Karl Nehammer (ÖVP) Wir unterstützen die Idee, Apotheken noch stärker als Erstanlaufstelle bei Gesundheitsfragen zu etablieren, da sie durch ihre niederschwellige und wohnortnahe Verfügbarkeit optimal geeignet sind, den Menschen im Gesundheitssystem Orientierung zu bieten. Apotheken könnten eine zentrale Rolle dabei spielen, einfache Gesundheitschecks anzubieten und die Bevölkerung über Präventionsmaßnahmen zu informieren. Eine effektive Koordination zwischen Apothekern, niedergelassenen Ärzten und Krankenhäusern ist essenziell, um eine nahtlose Versorgungskette zu gewährleisten. ELGA könnte als zentrale Plattform dienen, auf der Apotheken, Ärzte und Krankenhäuser gemeinsam auf die Gesundheitsdaten der Patienten zugreifen können, um so die Behandlung besser abzustimmen und die Versorgung zu optimieren. Der Ausbau von Online-Tools und Gesundheitshotlines (1450) zur Terminfindung und -vereinbarung, damit die durchschnittliche Wartezeit für Arzttermine deutlich reduziert werden kann, ist dabei ebenfalls von zentraler Bedeutung. Spätestens zwei Stunden nach der Konsultation von 1450 soll ein erster telemedizinischer Kontakt stattfinden. Wenn eine e-Medikation nicht ausreicht, wird ein Termin bei einem niedergelassenen Arzt garantiert.

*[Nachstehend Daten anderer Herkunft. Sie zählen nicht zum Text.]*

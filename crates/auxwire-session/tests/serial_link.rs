#![cfg(unix)]

//! Sessions over a FIFO opened read-write, which behaves like an idle tty:
//! reads block and never see end of stream on their own.

use std::ffi::CString;
use std::os::unix::ffi::OsStrExt;
use std::path::PathBuf;
use std::sync::mpsc;
use std::thread;
use std::time::Duration;

use auxwire_proto::{Response, ResponseBody, TempReading};
use auxwire_session::{connect, connect_with_config, SessionConfig, SessionError};
use auxwire_transport::Endpoint;

struct Fifo {
    dir: PathBuf,
    path: PathBuf,
}

impl Fifo {
    fn new(tag: &str) -> Self {
        let dir = std::env::temp_dir().join(format!(
            "auxwire-session-fifo-{tag}-{}",
            std::process::id()
        ));
        std::fs::create_dir_all(&dir).expect("temp dir should be created");
        let path = dir.join("tty");
        let _ = std::fs::remove_file(&path);
        let c_path = CString::new(path.as_os_str().as_bytes()).expect("path has no NUL");
        // SAFETY: `c_path` is a valid NUL-terminated path.
        let rc = unsafe { libc::mkfifo(c_path.as_ptr(), 0o600) };
        assert_eq!(rc, 0, "mkfifo failed: {}", std::io::Error::last_os_error());
        Self { dir, path }
    }

    fn endpoint(&self) -> Endpoint {
        Endpoint::Serial(self.path.clone())
    }
}

impl Drop for Fifo {
    fn drop(&mut self) {
        let _ = std::fs::remove_dir_all(&self.dir);
    }
}

fn reading(id: i32) -> Response {
    Response::new(
        id,
        ResponseBody::Temp(TempReading {
            degrees_c: 19,
            humidity: 61,
        }),
    )
}

#[test]
fn frames_loop_back_through_device_node() {
    let fifo = Fifo::new("loop");
    let mut session = connect(&fifo.endpoint()).expect("serial session should open");

    session.send(&reading(7)).expect("send should succeed");
    let echoed: Response = session
        .receive()
        .expect("receive should succeed")
        .expect("frame should arrive");
    assert_eq!(echoed, reading(7));
}

#[test]
fn shutdown_ends_blocked_receive() {
    let fifo = Fifo::new("shutdown");
    let session = connect(&fifo.endpoint()).expect("serial session should open");
    let handle = session.shutdown_handle().expect("shutdown handle");
    let (sender, mut receiver) = session.split();

    let (done_tx, done_rx) = mpsc::channel();
    thread::spawn(move || {
        let result = receiver.receive::<Response>().map_err(|e| e.to_string());
        let _ = done_tx.send((result, receiver.is_ended()));
    });

    thread::sleep(Duration::from_millis(100));
    handle.shutdown().expect("shutdown should succeed");

    let (result, ended) = done_rx
        .recv_timeout(Duration::from_secs(5))
        .expect("blocked receive should return after shutdown");
    assert_eq!(result, Ok(None));
    assert!(ended);

    let mut sender = sender;
    assert!(matches!(
        sender.send(&reading(1)),
        Err(SessionError::WriteFailed { .. })
    ));
}

#[test]
fn read_timeout_surfaces_as_read_failed() {
    let fifo = Fifo::new("timeout");
    let mut config = SessionConfig::default();
    config.frame.read_timeout = Some(Duration::from_millis(100));
    let mut session =
        connect_with_config(&fifo.endpoint(), &config).expect("serial session should open");

    let err = session.receive::<Response>().unwrap_err();
    assert!(
        matches!(&err, SessionError::ReadFailed(e) if e.kind() == std::io::ErrorKind::WouldBlock),
        "unexpected error: {err:?}"
    );
}
use auxwire_session::{Controller, SessionReceiver, SessionSender, StreamSession};
use auxwire_transport::AuxStream;
use tracing::info;

use crate::cmd::{open_session, parse_duration, wait_for_reply, DutyArgs, QueryArgs};
use crate::exit::{session_error, CliResult, SUCCESS};
use crate::output::{print_response, OutputFormat};

#[derive(Clone, Copy)]
enum Output {
    Fan,
    Light,
}

pub fn run_fan(args: DutyArgs, format: OutputFormat) -> CliResult<i32> {
    run_duty(Output::Fan, args, format)
}

pub fn run_light(args: DutyArgs, format: OutputFormat) -> CliResult<i32> {
    run_duty(Output::Light, args, format)
}

pub fn run_temp(args: QueryArgs, format: OutputFormat) -> CliResult<i32> {
    let timeout = parse_duration(&args.timeout)?;
    let (mut controller, mut receiver) = split(open_session(&args.target, Some(timeout))?);

    let id = controller
        .query_temperature()
        .map_err(|err| session_error("send failed", err))?;
    let reply = wait_for_reply(&mut receiver, id, timeout)?;
    print_response(&reply, format);
    Ok(SUCCESS)
}

fn run_duty(output: Output, args: DutyArgs, format: OutputFormat) -> CliResult<i32> {
    let timeout = parse_duration(&args.timeout)?;
    let (mut controller, mut receiver) = split(open_session(&args.target, Some(timeout))?);

    let (id, wait) = match (output, args.duty) {
        (Output::Fan, Some(duty)) => (controller.set_fan_duty(duty), args.wait),
        (Output::Light, Some(duty)) => (controller.set_light_duty(duty), args.wait),
        (Output::Fan, None) => (controller.query_fan(), true),
        (Output::Light, None) => (controller.query_light(), true),
    };
    let id = id.map_err(|err| session_error("send failed", err))?;
    info!(id, target = %args.target, "request sent");

    if wait {
        let reply = wait_for_reply(&mut receiver, id, timeout)?;
        print_response(&reply, format);
    }
    Ok(SUCCESS)
}

type Halves = (
    Controller<SessionSender<AuxStream>>,
    SessionReceiver<AuxStream>,
);

fn split(session: StreamSession) -> Halves {
    let (sender, receiver) = session.split();
    (Controller::new(sender), receiver)
}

ÖAZ Wie wichtig ist Ihrer Partei die Weiterentwicklung von Digitalisierung und Telemedizin im Gesundheitswesen? Welche Rolle sehen Sie dabei für Apotheker:innen und wo sehen Sie den größten Handlungsbedarf, um diese Technologien erfolgreich in Österreich zu etablieren und für die Bevölkerung nutzbar zu machen?
Karl Nehammer (ÖVP) Die Weiterentwicklung der Digitalisierung und Telemedizin im Gesundheitswesen ist für unsere Partei von zentraler Bedeutung. Diese Technologien bieten immense Chancen, um das Gesundheitssystem effizienter und zugänglicher zu gestalten. Apotheker sehen wir dabei als wichtige Akteure, die durch ihre Expertise und Nähe zur Bevölkerung eine zentrale Rolle spielen können.
Um diese Technologien erfolgreich in Österreich zu etablieren, sehen wir den größten Handlungsbedarf in der Schaffung einer österreichweit etablierten Patientenlenkung und -information über 1450 sowie in der Weiterentwicklung der Elektronischen Gesundheitsakte (ELGA) zu einem umfassenden, patientenzentrierten Gesundheitsportal. Der Ausbau von Online-Tools und Gesundheitshotlines (1450) zur Terminfindung und -vereinbarung, damit die durchschnittliche Wartezeit für Arzttermine deutlich reduziert werden kann, ist dabei von zentraler Bedeutung. Dies würde es ermöglichen, die Koordination und Effizienz in der Versorgung deutlich zu verbessern, den Menschen den Weg zum schnellsten und besten Punkt der Versorgung aufzuzeigen und eine unkomplizierte Terminbuchung durchzuführen.